(Saved entries)
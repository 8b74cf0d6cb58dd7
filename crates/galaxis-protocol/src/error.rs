//! Error types for the protocol layer.
//!
//! Failures are split by where they happen, because the caller reacts
//! differently to each:
//!
//! - a bad **header** means the byte stream can no longer be framed, so
//!   the connection has to go;
//! - a bad **payload** only spoils one message, which is logged and
//!   dropped while the session carries on;
//! - a **wrong kind** is a dispatch bug on our side of the wire.

use crate::types::MessageKind;

/// Errors that can occur in the protocol layer.
#[derive(Debug, thiserror::Error)]
pub enum ProtocolError {
    /// The fixed-size header could not be turned into a valid envelope
    /// description. Framing is lost after this.
    #[error("malformed header: {0}")]
    HeaderMalformed(#[from] HeaderFault),

    /// A builder could not serialize one of its domain values.
    ///
    /// No envelope is produced in this case; a half-written payload
    /// never escapes a builder.
    #[error("failed to encode {kind} payload: {source}")]
    PayloadEncode {
        kind: MessageKind,
        #[source]
        source: CodecError,
    },

    /// An extractor could not parse the payload bytes (truncated,
    /// corrupt, or written by an incompatible codec).
    #[error("failed to decode {kind} payload: {source}")]
    PayloadDecode {
        kind: MessageKind,
        #[source]
        source: CodecError,
    },

    /// An extractor was handed an envelope of a kind it does not read.
    #[error("extractor `{extractor}` cannot read {actual} messages")]
    WrongKind {
        extractor: &'static str,
        actual: MessageKind,
    },
}

impl ProtocolError {
    /// Returns `true` if the connection that produced this error can no
    /// longer be trusted to stay in sync.
    ///
    /// Only header faults qualify. Everything else is scoped to a single
    /// message.
    pub fn is_fatal_to_connection(&self) -> bool {
        matches!(self, Self::HeaderMalformed(_))
    }
}

/// The specific reason a header was rejected.
#[derive(Debug, Clone, Copy, PartialEq, Eq, thiserror::Error)]
pub enum HeaderFault {
    /// The kind field is not one of the known message kinds.
    #[error("unknown message kind {0}")]
    UnknownKind(i32),

    /// The module field is not one of the known receiver modules.
    #[error("unknown module {0}")]
    UnknownModule(i32),

    /// The payload length field is negative.
    #[error("negative payload length {0}")]
    NegativeLength(i32),

    /// The payload length is larger than the configured maximum.
    #[error("payload length {len} exceeds limit of {max} bytes")]
    LengthExceedsLimit { len: usize, max: usize },

    /// Fewer bytes than a full header were supplied.
    #[error("header truncated: got {len} bytes")]
    Truncated { len: usize },
}

/// Errors produced while turning payload bytes into values or back.
///
/// Each codec backend gets its own variant so the original error is kept
/// as the `source`. Text payloads (names, chat lines, decimal ids) are
/// parsed without a codec and report through `Utf8` / `Integer`.
#[derive(Debug, thiserror::Error)]
pub enum CodecError {
    #[cfg(feature = "json")]
    #[error("json: {0}")]
    Json(#[from] serde_json::Error),

    #[cfg(feature = "bincode")]
    #[error("bincode: {0}")]
    Bincode(#[from] bincode::Error),

    #[error("payload is not valid UTF-8: {0}")]
    Utf8(#[from] std::str::Utf8Error),

    #[error("payload is not an integer: {0}")]
    Integer(#[from] std::num::ParseIntError),

    /// For codecs implemented outside this crate.
    #[error("{0}")]
    Custom(String),
}

/// Shorthand used throughout the protocol crate.
pub type Result<T> = std::result::Result<T, ProtocolError>;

> **Work task**: Each record must be returned exactly as it is written.

> **Answer section**:
repository 8b74cf0d6cb58dd7
filename crates/galaxis-protocol/src/error.rs
//! Error types for the protocol layer.
//!
//! Failures are split by where they happen, because the caller reacts
//! differently to each:
//!
//! - a bad **header** means the byte stream can no longer be framed, so
//!   the connection has to go;
//! - a bad **payload** only spoils one message, which is logged and
//!   dropped while the session carries on;
//! - a **wrong kind** is a dispatch bug on our side of the wire.

use crate::types::MessageKind;

/// Errors that can occur in the protocol layer.
#[derive(Debug, thiserror::Error)]
pub enum ProtocolError {
    /// The fixed-size header could not be turned into a valid envelope
    /// description. Framing is lost after this.
    #[error("malformed header: {0}")]
    HeaderMalformed(#[from] HeaderFault),

    /// A builder could not serialize one of its domain values.
    ///
    /// No envelope is produced in this case; a half-written payload
    /// never escapes a builder.
    #[error("failed to encode {kind} payload: {source}")]
    PayloadEncode {
        kind: MessageKind,
        #[source]
        source: CodecError,
    },

    /// An extractor could not parse the payload bytes (truncated,
    /// corrupt, or written by an incompatible codec).
    #[error("failed to decode {kind} payload: {source}")]
    PayloadDecode {
        kind: MessageKind,
        #[source]
        source: CodecError,
    },

    /// An extractor was handed an envelope of a kind it does not read.
    #[error("extractor `{extractor}` cannot read {actual} messages")]
    WrongKind {
        extractor: &'static str,
        actual: MessageKind,
    },
}

impl ProtocolError {
    /// Returns `true` if the connection that produced this error can no
    /// longer be trusted to stay in sync.
    ///
    /// Only header faults qualify. Everything else is scoped to a single
    /// message.
    pub fn is_fatal_to_connection(&self) -> bool {
        matches!(self, Self::HeaderMalformed(_))
    }
}

/// The specific reason a header was rejected.
#[derive(Debug, Clone, Copy, PartialEq, Eq, thiserror::Error)]
pub enum HeaderFault {
    /// The kind field is not one of the known message kinds.
    #[error("unknown message kind {0}")]
    UnknownKind(i32),

    /// The module field is not one of the known receiver modules.
    #[error("unknown module {0}")]
    UnknownModule(i32),

    /// The payload length field is negative.
    #[error("negative payload length {0}")]
    NegativeLength(i32),

    /// The payload length is larger than the configured maximum.
    #[error("payload length {len} exceeds limit of {max} bytes")]
    LengthExceedsLimit { len: usize, max: usize },

    /// Fewer bytes than a full header were supplied.
    #[error("header truncated: got {len} bytes")]
    Truncated { len: usize },
}

/// Errors produced while turning payload bytes into values or back.
///
/// Each codec backend gets its own variant so the original error is kept
/// as the `source`. Text payloads (names, chat lines, decimal ids) are
/// parsed without a codec and report through `Utf8` / `Integer`.
#[derive(Debug, thiserror::Error)]
pub enum CodecError {
    #[cfg(feature = "json")]
    #[error("json: {0}")]
    Json(#[from] serde_json::Error),

    #[cfg(feature = "bincode")]
    #[error("bincode: {0}")]
    Bincode(#[from] bincode::Error),

    #[error("payload is not valid UTF-8: {0}")]
    Utf8(#[from] std::str::Utf8Error),

    #[error("payload is not an integer: {0}")]
    Integer(#[from] std::num::ParseIntError),

    /// For codecs implemented outside this crate.
    #[error("{0}")]
    Custom(String),
}

/// Shorthand used throughout the protocol crate.
pub type Result<T> = std::result::Result<T, ProtocolError>;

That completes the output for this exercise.